Override the listen() and accept() methods of the MPTCP
socket proto_ops so they may act on the subflow socket.
Override the conn_request() and syn_recv_sock() handlers
in the inet_connection_sock to handle incoming MPTCP
SYNs and the ACK to the response SYN.
Add handling in tcp_output.c to add MP_CAPABLE to an outgoing
SYN-ACK response for a subflow_request_sock.
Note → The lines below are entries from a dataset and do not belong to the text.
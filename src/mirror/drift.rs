//! Drift report
//!
//! Read-only comparison of a legacy collection with its target, for manual
//! reconciliation after mirror failures. Nothing here writes.

use std::collections::{HashMap, HashSet};

use bson::{Bson, Document};
use chrono::{DateTime, Utc};
use serde::Serialize;
use tracing::{info, warn};

use crate::db::filter::strip_undefined;
use crate::db::store::{DocumentStore, ID_FIELD};
use crate::mirror::mapper::FieldMapper;
use crate::types::Result;

/// Differences between a legacy collection and its target
#[derive(Debug, Clone, Serialize)]
pub struct DriftReport {
    pub checked_at: DateTime<Utc>,
    pub legacy_collection: String,
    pub target_collection: String,
    pub legacy_count: usize,
    pub target_count: usize,
    /// Legacy identities with no target document
    pub missing: Vec<String>,
    /// Target documents that differ from their mapped legacy document
    pub stale: Vec<String>,
    /// Target identities with no legacy document
    pub orphaned: Vec<String>,
    /// Legacy identities the mapper could not translate
    pub unmappable: Vec<String>,
}

impl DriftReport {
    pub fn is_clean(&self) -> bool {
        self.missing.is_empty()
            && self.stale.is_empty()
            && self.orphaned.is_empty()
            && self.unmappable.is_empty()
    }
}

/// Compare every legacy document with its target counterpart
pub async fn detect_drift(
    legacy: &dyn DocumentStore,
    target: &dyn DocumentStore,
    mapper: &dyn FieldMapper,
) -> Result<DriftReport> {
    let legacy_docs = legacy.find(Document::new()).await?;
    let target_docs = target.find(Document::new()).await?;

    let mut report = DriftReport {
        checked_at: Utc::now(),
        legacy_collection: legacy.name().to_string(),
        target_collection: target.name().to_string(),
        legacy_count: legacy_docs.len(),
        target_count: target_docs.len(),
        missing: Vec::new(),
        stale: Vec::new(),
        orphaned: Vec::new(),
        unmappable: Vec::new(),
    };

    let target_by_id: HashMap<String, &Document> = target_docs
        .iter()
        .map(|doc| (doc.get(ID_FIELD).cloned().unwrap_or(Bson::Null).to_string(), doc))
        .collect();
    let mut legacy_ids: HashSet<String> = HashSet::with_capacity(legacy_docs.len());

    for doc in &legacy_docs {
        let id = doc.get(ID_FIELD).cloned().unwrap_or(Bson::Null);
        let key = id.to_string();
        legacy_ids.insert(key.clone());

        let expected = match mapper.map(doc) {
            Ok(mapped) => strip_undefined(mapped),
            Err(e) => {
                warn!(id = %id, error = %e, "cannot map legacy document");
                report.unmappable.push(key);
                continue;
            }
        };

        match target_by_id.get(&key) {
            None => report.missing.push(key),
            Some(current) => {
                let differs = expected
                    .iter()
                    .any(|(field, value)| current.get(field) != Some(value));
                if differs {
                    report.stale.push(key);
                }
            }
        }
    }

    for doc in &target_docs {
        let key = doc.get(ID_FIELD).cloned().unwrap_or(Bson::Null).to_string();
        if !legacy_ids.contains(&key) {
            report.orphaned.push(key);
        }
    }

    info!(
        legacy = %report.legacy_collection,
        target = %report.target_collection,
        missing = report.missing.len(),
        stale = report.stale.len(),
        orphaned = report.orphaned.len(),
        unmappable = report.unmappable.len(),
        "drift check complete"
    );

    Ok(report)
}

#[cfg(test)]
mod tests {
    use super::*;
    use crate::db::memory::MemoryCollection;
    use crate::mirror::mapper::{FieldRename, RenameMapper};
    use crate::mirror::unique::UniqueIndexes;
    use bson::doc;

    #[tokio::test]
    async fn test_drift_categories() {
        let legacy = MemoryCollection::new("users", UniqueIndexes::default());
        let target = MemoryCollection::new("users_v2", UniqueIndexes::default());
        let mapper =
            RenameMapper::new([FieldRename::new("u", "username"), FieldRename::new("n", "name")]).unwrap();

        legacy.insert_one(doc! { "_id": 1, "u": "in-sync", "n": "A" }).await.unwrap();
        legacy.insert_one(doc! { "_id": 2, "u": "missing", "n": "B" }).await.unwrap();
        legacy.insert_one(doc! { "_id": 3, "u": "stale", "n": "C" }).await.unwrap();

        target.insert_one(doc! { "_id": 1, "username": "in-sync", "name": "A" }).await.unwrap();
        target.insert_one(doc! { "_id": 3, "username": "stale", "name": "old" }).await.unwrap();
        target.insert_one(doc! { "_id": 4, "username": "orphan", "name": "D" }).await.unwrap();

        let report = detect_drift(&legacy, &target, &mapper).await.unwrap();

        assert_eq!(report.legacy_count, 3);
        assert_eq!(report.target_count, 3);
        assert_eq!(report.missing, vec!["2".to_string()]);
        assert_eq!(report.stale, vec!["3".to_string()]);
        assert_eq!(report.orphaned, vec!["4".to_string()]);
        assert!(report.unmappable.is_empty());
        assert!(!report.is_clean());
    }

    #[tokio::test]
    async fn test_targets_matched_by_identity_not_position() {
        let legacy = MemoryCollection::new("users", UniqueIndexes::default());
        let target = MemoryCollection::new("users_v2", UniqueIndexes::default());
        let mapper = RenameMapper::new([FieldRename::new("u", "username")]).unwrap();

        let ids: Vec<bson::oid::ObjectId> = (0..50).map(|_| bson::oid::ObjectId::new()).collect();
        for (i, id) in ids.iter().enumerate() {
            legacy.insert_one(doc! { "_id": *id, "u": format!("user{}", i) }).await.unwrap();
        }
        // Target written in reverse order, one document stale
        for (i, id) in ids.iter().enumerate().rev() {
            let username = if i == 7 { "renamed".to_string() } else { format!("user{}", i) };
            target.insert_one(doc! { "_id": *id, "username": username }).await.unwrap();
        }

        let report = detect_drift(&legacy, &target, &mapper).await.unwrap();
        assert!(report.missing.is_empty());
        assert!(report.orphaned.is_empty());
        assert_eq!(report.stale, vec![Bson::ObjectId(ids[7]).to_string()]);
    }

    #[tokio::test]
    async fn test_clean_collections() {
        let legacy = MemoryCollection::new("users", UniqueIndexes::default());
        let target = MemoryCollection::new("users_v2", UniqueIndexes::default());
        let mapper = RenameMapper::new([FieldRename::new("u", "username")]).unwrap();

        legacy.insert_one(doc! { "_id": 1, "u": "haha" }).await.unwrap();
        target.insert_one(doc! { "_id": 1, "username": "haha", "extra": true }).await.unwrap();

        let report = detect_drift(&legacy, &target, &mapper).await.unwrap();
        assert!(report.is_clean());
        assert!(serde_json::to_string(&report).unwrap().contains("\"missing\":[]"));
    }
}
Signed-off-by: Peter Krystad <peter.krystad(a)intel.com>
---
include/linux/tcp.h | 1 +
include/net/mptcp.h | 26 ++++++++++
include/net/tcp.h | 1 +
net/ipv4/tcp_input.c | 1 +
net/ipv4/tcp_output.c | 21 +++++++-
net/mptcp/options.c | 15 ++++++
net/mptcp/protocol.c | 102 ++++++++++++++++++++++++++++++++++---
net/mptcp/subflow.c | 115 ++++++++++++++++++++++++++++++++++++++++--
8 files changed, 271 insertions(+), 11 deletions(-)
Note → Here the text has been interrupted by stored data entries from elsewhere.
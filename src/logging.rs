//! Logging set-up
//!
//! The library only emits `tracing` events; binaries call [`init`] once.

use tracing_subscriber::{layer::SubscriberExt, util::SubscriberInitExt, EnvFilter};

use crate::types::{MirrorError, Result};

/// Default filter directive for a log level
pub fn default_directive(log_level: &str) -> String {
    format!("migrate_onwrite={},info", log_level)
}

/// Install the global subscriber
///
/// `RUST_LOG` takes precedence over `log_level`.
pub fn init(log_level: &str, json: bool) -> Result<()> {
    let filter = EnvFilter::try_from_default_env()
        .unwrap_or_else(|_| EnvFilter::new(default_directive(log_level)));

    let registry = tracing_subscriber::registry().with(filter);

    let installed = if json {
        registry.with(tracing_subscriber::fmt::layer().json()).try_init()
    } else {
        registry.with(tracing_subscriber::fmt::layer()).try_init()
    };

    installed.map_err(|e| MirrorError::Config(format!("Failed to initialise logging: {}", e)))
}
diff --git a/include/linux/tcp.h b/include/linux/tcp.h
index 2622817ecd6b..b54ab3b5546a 100644
--- a/include/linux/tcp.h
+++ b/include/linux/tcp.h
@@ -148,6 +148,7 @@ struct tcp_request_sock {
* FastOpen it's the seq#
* after data-in-SYN.
*/
+ bool is_mptcp;
};
static inline struct tcp_request_sock *tcp_rsk(const struct request_sock *req)
diff --git a/include/net/mptcp.h b/include/net/mptcp.h
index a5c2baeb688f..ced33f1c529e 100644
--- a/include/net/mptcp.h
+++ b/include/net/mptcp.h
@@ -69,6 +69,23 @@ static inline struct subflow_sock *subflow_sk(const struct sock *sk)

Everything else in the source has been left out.